La prueba en la oficina me devolvió a la realidad. Usé una pulverización debajo de mi camisa y fui a trabajar. Nadie parecía diferente conmigo, y principalmente solo capté pequeños olores cuando me movía en mi silla. Durante una reunión fue más una distracción que algo útil. Eso hizo que el producto fuera más claro para mí. Solo fue útil en situaciones sociales donde ya quería hablar y estar abierto, no como un efecto automático que funciona en cualquier lugar.
Los principales inconvenientes fueron prácticos, no dramáticos:
- Es fácil aplicar en exceso. Una pulverización de más hizo que se sintiera demasiado intensa en mi propia nariz.
- Me irritó la piel una vez. Mi cuello se sintió ligeramente picante, no con sarpullido, y desapareció después de lavarlo.
- No solucionó un mal humor. Si estaba cansado o estresado, no rescató la noche.
- El marketing se sintió más fuerte que la realidad. Para mí fue un empujón, no un interruptor.
También aprendí a tener cuidado con la ropa.

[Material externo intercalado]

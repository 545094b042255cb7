// SPDX-License-Identifier: MIT
// Copyright (c) 2026 Alfred Jean LLC

//! Network reachability for a headless host.
//!
//! There is no OS online/offline signal to subscribe to, so reachability is
//! a TCP connect to the API host, repeated on an interval.

use std::sync::Arc;
use std::time::Duration;

use reqwest::Url;
use tokio::net::TcpStream;
use tokio::task::JoinHandle;
use tokio_util::sync::CancellationToken;

use crate::sync::ConnectionState;

/// Upper bound on a single probe.
pub const PROBE_TIMEOUT: Duration = Duration::from_secs(3);

/// Host and port to probe for `url`, using the scheme's default port.
pub fn probe_target(url: &str) -> Option<(String, u16)> {
    let url = Url::parse(url).ok()?;
    let host = url.host_str()?.to_string();
    let port = url.port_or_known_default()?;
    Some((host, port))
}

/// Whether the host behind `url` accepts TCP connections within `timeout`.
pub async fn probe(url: &str, timeout: Duration) -> bool {
    let Some((host, port)) = probe_target(url) else {
        tracing::warn!(url, "cannot probe URL without host and port");
        return false;
    };
    matches!(
        tokio::time::timeout(timeout, TcpStream::connect((host.as_str(), port))).await,
        Ok(Ok(_))
    )
}

/// Probe once and publish the result.
pub async fn refresh(state: &ConnectionState, url: &str) -> bool {
    let online = probe(url, PROBE_TIMEOUT).await;
    state.set_online(online);
    online
}

/// Probe `url` every `interval` until `cancel` fires.
pub fn spawn_monitor(
    state: Arc<ConnectionState>,
    url: String,
    interval: Duration,
    cancel: CancellationToken,
) -> JoinHandle<()> {
    tokio::spawn(async move {
        let mut ticker = tokio::time::interval(interval);
        ticker.set_missed_tick_behavior(tokio::time::MissedTickBehavior::Delay);
        loop {
            tokio::select! {
                _ = cancel.cancelled() => break,
                _ = ticker.tick() => {
                    refresh(&state, &url).await;
                }
            }
        }
        tracing::debug!("reachability monitor stopped");
    })
}

#[cfg(test)]
#[path = "reachability_tests.rs"]
mod tests;
// SPDX-License-Identifier: MIT
// Copyright (c) 2026 Alfred Jean LLC

//! Arguments for `floorsync submit`.

use clap::{Args, ValueEnum};
use fls_core::CardAction;

use super::non_empty_string;
use crate::error::{Error, Result};

/// Card action selectable on the command line.
#[derive(Clone, Copy, Debug, PartialEq, Eq, ValueEnum)]
pub enum ActionKind {
    Start,
    Pause,
    Complete,
    Problem,
}

impl ActionKind {
    pub fn as_str(&self) -> &'static str {
        match self {
            ActionKind::Start => "start",
            ActionKind::Pause => "pause",
            ActionKind::Complete => "complete",
            ActionKind::Problem => "problem",
        }
    }
}

#[derive(Args, Clone, Debug)]
pub struct SubmitArgs {
    /// Action to perform
    #[arg(value_enum)]
    pub kind: ActionKind,

    /// Production card id
    #[arg(long, short, value_parser = non_empty_string)]
    pub card: String,

    /// Step id (required except for problem reports)
    #[arg(long, short, value_parser = non_empty_string)]
    pub step: Option<String>,

    /// Why work is paused
    #[arg(long, short)]
    pub reason: Option<String>,

    /// Quantity produced by the completed step
    #[arg(long, short)]
    pub quantity: Option<u32>,

    /// Problem description
    #[arg(long, short, value_parser = non_empty_string)]
    pub description: Option<String>,
}

impl SubmitArgs {
    /// Build the card action, checking fields the action needs.
    pub fn into_action(self) -> Result<CardAction> {
        let action = self.kind.as_str();
        let step = |step: Option<String>| {
            step.ok_or(Error::FieldRequired {
                field: "--step",
                action,
            })
        };

        Ok(match self.kind {
            ActionKind::Start => CardAction::start(self.card, step(self.step)?),
            ActionKind::Pause => CardAction::pause(self.card, step(self.step)?, self.reason),
            ActionKind::Complete => {
                CardAction::complete(self.card, step(self.step)?, self.quantity)
            }
            ActionKind::Problem => {
                let description = self.description.ok_or(Error::FieldRequired {
                    field: "--description",
                    action,
                })?;
                CardAction::report_problem(self.card, self.step, description)
            }
        })
    }
}
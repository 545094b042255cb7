// SPDX-License-Identifier: MIT
// Copyright (c) 2026 Alfred Jean LLC

#![deny(unsafe_code)]
#![deny(clippy::unwrap_used)]
#![deny(clippy::expect_used)]

use clap::Parser;
use flsync::Cli;

#[tokio::main]
async fn main() {
    let cli = Cli::parse();
    if let Err(e) = flsync::run(cli.command).await {
        eprintln!("error: {}", e);
        std::process::exit(1);
    }
}
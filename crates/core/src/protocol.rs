// SPDX-License-Identifier: MIT
// Copyright (c) 2026 Alfred Jean LLC

//! WebSocket protocol messages for the real-time push channel.
//!
//! The protocol is small:
//! - Client joins and leaves named groups and invokes named server methods
//! - Server pushes named events to the groups a connection belongs to

use serde::{Deserialize, Serialize};

/// Messages sent from client to server.
#[derive(Debug, Clone, Serialize, Deserialize, PartialEq)]
#[serde(tag = "type", rename_all = "snake_case")]
pub enum ClientMessage {
    /// Subscribe this connection to a group's events.
    JoinGroup { group: String },

    /// Unsubscribe this connection from a group.
    LeaveGroup { group: String },

    /// Call a named server method.
    Invoke {
        method: String,
        #[serde(default)]
        args: serde_json::Value,
    },

    /// Ping message for keepalive.
    Ping {
        /// Client-chosen ID echoed in Pong.
        id: u64,
    },
}

/// Messages sent from server to client.
#[derive(Debug, Clone, Serialize, Deserialize, PartialEq)]
#[serde(tag = "type", rename_all = "snake_case")]
pub enum ServerMessage {
    /// A named event pushed to this connection.
    Event {
        name: String,
        #[serde(default)]
        data: serde_json::Value,
    },

    /// Pong response to client Ping.
    Pong {
        /// Echoed from the Ping message.
        id: u64,
    },

    /// Error message. Terminates the session.
    Error {
        /// Human-readable error description.
        message: String,
    },
}

impl ClientMessage {
    /// Creates a JoinGroup message.
    pub fn join(group: impl Into<String>) -> Self {
        ClientMessage::JoinGroup {
            group: group.into(),
        }
    }

    /// Creates a LeaveGroup message.
    pub fn leave(group: impl Into<String>) -> Self {
        ClientMessage::LeaveGroup {
            group: group.into(),
        }
    }

    /// Creates an Invoke message.
    pub fn invoke(method: impl Into<String>, args: serde_json::Value) -> Self {
        ClientMessage::Invoke {
            method: method.into(),
            args,
        }
    }

    /// Creates a Ping message.
    pub fn ping(id: u64) -> Self {
        ClientMessage::Ping { id }
    }

    /// Serializes the message to JSON.
    pub fn to_json(&self) -> Result<String, serde_json::Error> {
        serde_json::to_string(self)
    }

    /// Deserializes the message from JSON.
    pub fn from_json(s: &str) -> Result<Self, serde_json::Error> {
        serde_json::from_str(s)
    }
}

impl ServerMessage {
    /// Creates an Event message.
    pub fn event(name: impl Into<String>, data: serde_json::Value) -> Self {
        ServerMessage::Event {
            name: name.into(),
            data,
        }
    }

    /// Creates a Pong message.
    pub fn pong(id: u64) -> Self {
        ServerMessage::Pong { id }
    }

    /// Creates an Error message.
    pub fn error(message: impl Into<String>) -> Self {
        ServerMessage::Error {
            message: message.into(),
        }
    }

    /// Serializes the message to JSON.
    pub fn to_json(&self) -> Result<String, serde_json::Error> {
        serde_json::to_string(self)
    }

    /// Deserializes the message from JSON.
    pub fn from_json(s: &str) -> Result<Self, serde_json::Error> {
        serde_json::from_str(s)
    }
}

#[cfg(test)]
#[path = "protocol_tests.rs"]
mod tests;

Si pulverizaba demasiado alto en mi cuello y luego me ponía una camiseta de cuello redondo, algo de fragancia se transfería al cuello. Permanecía allí más tiempo del que lo hacía en mi piel. No fue un desastre, solo molesto cuando lo noté más tarde en la lavandería.
En cuanto a lo que contiene, Alluramin se basa en una mezcla de feromonas descrita con compuestos como androstadienona, androstenol, androstenona y androsterona. No pude juzgar las cantidades, y no vi nada que me hiciera claro la concentración. Lo traté como una fragancia en lugar de un medicamento: no lo pulvericé sobre piel rota, y cuando mi cuello se sintió punzante, lo lavé. También no asumí que tuviera el tipo de supervisión que tendría un tratamiento regulado.
Creo que Alluramin es adecuado para un hombre que ya sale, cita o pasa tiempo en entornos sociales y quiere un pequeño impulso de confianza. Funcionó mejor para mí cuando las bases ya estaban cubiertas: ropa limpia, cuidado personal simple y un plan para la noche. No es para alguien que odia usar fragancia, porque la notarás en ti mismo. También sería cauteloso si tu piel reacciona fácilmente a las fragancias.
Mi veredicto es positivo, pero con límites. Alluramin fue ligeramente útil para mí porque parecía hacer que la primera parte de algunas conversaciones fuera más fluida, y me ayudó a sentirme un poco más compuesto. Lo compraría de nuevo durante un período en el que tuviera citas regulares o noches fuera planeadas. No lo mantendría como un elemento básico diario. Para mí, fue un pequeño empujón de confianza en una botella de spray, no una herramienta mágica de atracción.